(Collection entries)
BEGIN

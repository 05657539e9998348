// ─────────────────────────────────────────────────────────────────────
// Undulate Kernel — Protocol Compliance Checker
// ─────────────────────────────────────────────────────────────────────
//! Compares a caller configuration with the authoritative parameter set.
//!
//! The result is a plain report value. Nothing is rejected and nothing is
//! printed here: divergent values are either overridden by the parameter
//! set or flagged as advisory, and the caller decides where the report
//! goes (see `diagnostics`).

use std::fmt;

use serde::{Deserialize, Serialize};

use undulate_physics::{
    naca_thickness_ratio, ParameterSet, A_MAX, REYNOLDS_NUMBER, ST_HIGH, ST_LOW,
};
use undulate_types::{
    KinematicsConfig, KinematicsVariant, SwimmingMode, DEFAULT_PRESCRIBED_STROUHAL,
    MODE_THICKNESS_THRESHOLD,
};

pub const AMPLITUDE_TOL: f64 = 1e-6;
pub const REYNOLDS_TOL: f64 = 1e-3;
pub const STROUHAL_TOL: f64 = 1e-6;
pub const NACA_TOL: f64 = 1e-6;

/// Quantity examined by a compliance check.
#[derive(Debug, Clone, Copy, PartialEq, Eq, Hash, Serialize, Deserialize)]
#[serde(rename_all = "snake_case")]
pub enum Quantity {
    Amplitude,
    ReynoldsNumber,
    ShapeAdaptation,
    Strouhal,
    ThicknessMode,
    RequestedMode,
    NacaProfile,
    Wavelength,
}

impl fmt::Display for Quantity {
    fn fmt(&self, f: &mut fmt::Formatter<'_>) -> fmt::Result {
        let name = match self {
            Quantity::Amplitude => "amplitude",
            Quantity::ReynoldsNumber => "reynolds_number",
            Quantity::ShapeAdaptation => "shape_adaptation",
            Quantity::Strouhal => "strouhal",
            Quantity::ThicknessMode => "thickness_mode",
            Quantity::RequestedMode => "requested_mode",
            Quantity::NacaProfile => "naca_profile",
            Quantity::Wavelength => "wavelength",
        };
        f.write_str(name)
    }
}

/// Outcome of one check.
#[derive(Debug, Clone, Copy, PartialEq, Eq, Serialize, Deserialize)]
#[serde(rename_all = "snake_case")]
pub enum Verdict {
    /// Supplied value matches the reference.
    Satisfied,
    /// Supplied value differs and was replaced by the reference value.
    Overridden,
    /// Supplied value differs from common practice; kept as is.
    Advisory,
}

#[derive(Debug, Clone, PartialEq, Serialize, Deserialize)]
pub struct ComplianceFinding {
    pub quantity: Quantity,
    pub supplied: String,
    pub reference: String,
    pub verdict: Verdict,
    pub message: String,
}

impl ComplianceFinding {
    pub fn is_divergent(&self) -> bool {
        self.verdict != Verdict::Satisfied
    }
}

/// All findings of one configuration check, in check order.
#[derive(Debug, Clone, Default, PartialEq, Serialize, Deserialize)]
pub struct ComplianceReport {
    pub findings: Vec<ComplianceFinding>,
}

impl ComplianceReport {
    pub fn is_compliant(&self) -> bool {
        self.findings.iter().all(|f| !f.is_divergent())
    }

    pub fn divergent(&self) -> impl Iterator<Item = &ComplianceFinding> {
        self.findings.iter().filter(|f| f.is_divergent())
    }

    pub fn overridden(&self) -> impl Iterator<Item = &ComplianceFinding> {
        self.findings.iter().filter(|f| f.verdict == Verdict::Overridden)
    }

    pub fn finding(&self, quantity: Quantity) -> Option<&ComplianceFinding> {
        self.findings.iter().find(|f| f.quantity == quantity)
    }

    fn push(
        &mut self,
        quantity: Quantity,
        supplied: impl fmt::Display,
        reference: impl fmt::Display,
        verdict: Verdict,
        message: impl Into<String>,
    ) {
        self.findings.push(ComplianceFinding {
            quantity,
            supplied: supplied.to_string(),
            reference: reference.to_string(),
            verdict,
            message: message.into(),
        });
    }
}

/// Stateless checker; see module docs.
pub struct ComplianceChecker;

impl ComplianceChecker {
    pub fn check(config: &KinematicsConfig, params: &ParameterSet) -> ComplianceReport {
        let mut report = ComplianceReport::default();

        if (config.base_amplitude - A_MAX).abs() > AMPLITUDE_TOL {
            report.push(
                Quantity::Amplitude,
                config.base_amplitude,
                A_MAX,
                Verdict::Overridden,
                format!("base_amplitude overridden to {A_MAX}"),
            );
        } else {
            report.push(Quantity::Amplitude, config.base_amplitude, A_MAX, Verdict::Satisfied, "");
        }

        if (config.reynolds_number - REYNOLDS_NUMBER).abs() > REYNOLDS_TOL {
            report.push(
                Quantity::ReynoldsNumber,
                config.reynolds_number,
                REYNOLDS_NUMBER,
                Verdict::Overridden,
                format!("Re overridden to {REYNOLDS_NUMBER}"),
            );
        } else {
            report.push(
                Quantity::ReynoldsNumber,
                config.reynolds_number,
                REYNOLDS_NUMBER,
                Verdict::Satisfied,
                "",
            );
        }

        if config.enable_shape_adaptation {
            report.push(
                Quantity::ShapeAdaptation,
                true,
                false,
                Verdict::Overridden,
                "enable_shape_adaptation forced off",
            );
        } else {
            report.push(Quantity::ShapeAdaptation, false, false, Verdict::Satisfied, "");
        }

        Self::check_strouhal(config, params, &mut report);
        Self::check_mode(config, params, &mut report);

        match naca_thickness_ratio(&config.naca_profile) {
            Some(t) if (t - config.thickness_ratio).abs() <= NACA_TOL => {
                report.push(Quantity::NacaProfile, &config.naca_profile, t, Verdict::Satisfied, "");
            }
            Some(t) => report.push(
                Quantity::NacaProfile,
                &config.naca_profile,
                t,
                Verdict::Advisory,
                format!(
                    "NACA{} implies h/c = {t}, thickness_ratio is {}",
                    config.naca_profile, config.thickness_ratio
                ),
            ),
            None => report.push(
                Quantity::NacaProfile,
                &config.naca_profile,
                "00XX",
                Verdict::Advisory,
                "naca_profile is not a symmetric 4-digit code",
            ),
        }

        report.push(
            Quantity::Wavelength,
            params.wavelength(),
            params.wavelength(),
            Verdict::Satisfied,
            format!("{} wavelength", params.mode()),
        );

        report
    }

    fn check_strouhal(
        config: &KinematicsConfig,
        params: &ParameterSet,
        report: &mut ComplianceReport,
    ) {
        let st = config.prescribed_strouhal;
        match params.variant() {
            KinematicsVariant::Prescribed => {
                let standard =
                    (st - ST_LOW).abs() <= STROUHAL_TOL || (st - ST_HIGH).abs() <= STROUHAL_TOL;
                let verdict = if standard { Verdict::Satisfied } else { Verdict::Advisory };
                let message = if standard {
                    String::new()
                } else {
                    format!("prescribed_strouhal = {st}; protocol uses {ST_LOW} or {ST_HIGH}")
                };
                let reference = format!("{ST_LOW}|{ST_HIGH}");
                report.push(Quantity::Strouhal, st, reference, verdict, message);
            }
            KinematicsVariant::Validation => {
                // The validation run has no Strouhal input of its own; the
                // untouched default is not a request.
                let reference = params.strouhal();
                if (st - reference).abs() <= STROUHAL_TOL {
                    report.push(Quantity::Strouhal, st, reference, Verdict::Satisfied, "");
                } else if (st - DEFAULT_PRESCRIBED_STROUHAL).abs() <= STROUHAL_TOL {
                    let note = format!("default unused; validation runs at St = {reference}");
                    report.push(Quantity::Strouhal, st, reference, Verdict::Satisfied, note);
                } else {
                    report.push(
                        Quantity::Strouhal,
                        st,
                        reference,
                        Verdict::Overridden,
                        format!("validation variant runs at St = {reference}"),
                    );
                }
            }
        }
    }

    fn check_mode(config: &KinematicsConfig, params: &ParameterSet, report: &mut ComplianceReport) {
        let ratio = config.thickness_ratio;
        let mode = params.mode();
        let mismatch = match mode {
            SwimmingMode::Anguilliform => ratio > MODE_THICKNESS_THRESHOLD,
            SwimmingMode::Carangiform => ratio < MODE_THICKNESS_THRESHOLD,
        };
        if mismatch {
            let hint = match mode {
                SwimmingMode::Anguilliform => {
                    "anguilliform typically uses h/c <= 0.08 (NACA0006, 0008)"
                }
                SwimmingMode::Carangiform => {
                    "carangiform typically uses h/c >= 0.12 (NACA0012, 0018, 0024)"
                }
            };
            report.push(Quantity::ThicknessMode, ratio, mode, Verdict::Advisory, hint);
        } else {
            report.push(Quantity::ThicknessMode, ratio, mode, Verdict::Satisfied, "");
        }

        if params.variant() == KinematicsVariant::Prescribed {
            if let Ok(Some(requested)) = config.requested_mode() {
                if requested != mode {
                    report.push(
                        Quantity::RequestedMode,
                        requested,
                        mode,
                        Verdict::Advisory,
                        format!("h/c = {ratio} selects {mode}; requested {requested} ignored"),
                    );
                } else {
                    report.push(Quantity::RequestedMode, requested, mode, Verdict::Satisfied, "");
                }
            }
        }
    }
}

END

■ YOUR TASK ■
Look through the entries above; copy each line where the string "hint" appears.

■ ANSWER SECTION ■
            let hint = match mode {
            report.push(Quantity::ThicknessMode, ratio, mode, Verdict::Advisory, hint);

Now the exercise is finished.